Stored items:
▬▬▬▬▬▬
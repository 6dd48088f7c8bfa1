//! Admin account bootstrap.
//!
//! The API has no route that grants the admin flag; the first (and any
//! later) admin account is created here, directly against the database.

use tracing::info;

use kirana_api::db;
use kirana_api::services::auth::hash_password;
use kirana_core::Email;

/// Create an admin account.
///
/// # Errors
///
/// Returns an error if the email is invalid, the password is too short,
/// the email is already taken, or the database is unreachable.
pub async fn create_user(
    email: &str,
    name: &str,
    password: &str,
) -> Result<(), Box<dyn std::error::Error>> {
    let email = Email::parse(email)?;
    if password.len() < 8 {
        return Err("password must be at least 8 characters".into());
    }

    let database_url = super::database_url()?;
    let pool = db::create_pool(&database_url).await?;

    let password_hash = hash_password(password)?;

    let result = sqlx::query(
        "INSERT INTO users (name, email, password_hash, is_admin) VALUES ($1, $2, $3, TRUE)",
    )
    .bind(name)
    .bind(email.as_str())
    .bind(&password_hash)
    .execute(&pool)
    .await;

    match result {
        Ok(_) => {
            info!(email = %email, "Admin account created");
            Ok(())
        }
        Err(sqlx::Error::Database(db_err)) if db_err.is_unique_violation() => {
            Err(format!("an account with email {email} already exists").into())
        }
        Err(e) => Err(e.into()),
    }
}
▬▬▬▬▬▬
DESCRIPTION OF THE TASK:
Using the records above, set down exactly the lines from the one with "use kirana_core::Email;" through the one with "if password.len() <", inclusive, and nothing more.

ANSWER:
use kirana_core::Email;

/// Create an admin account.
///
/// # Errors
///
/// Returns an error if the email is invalid, the password is too short,
/// the email is already taken, or the database is unreachable.
pub async fn create_user(
    email: &str,
    name: &str,
    password: &str,
) -> Result<(), Box<dyn std::error::Error>> {
    let email = Email::parse(email)?;
    if password.len() < 8 {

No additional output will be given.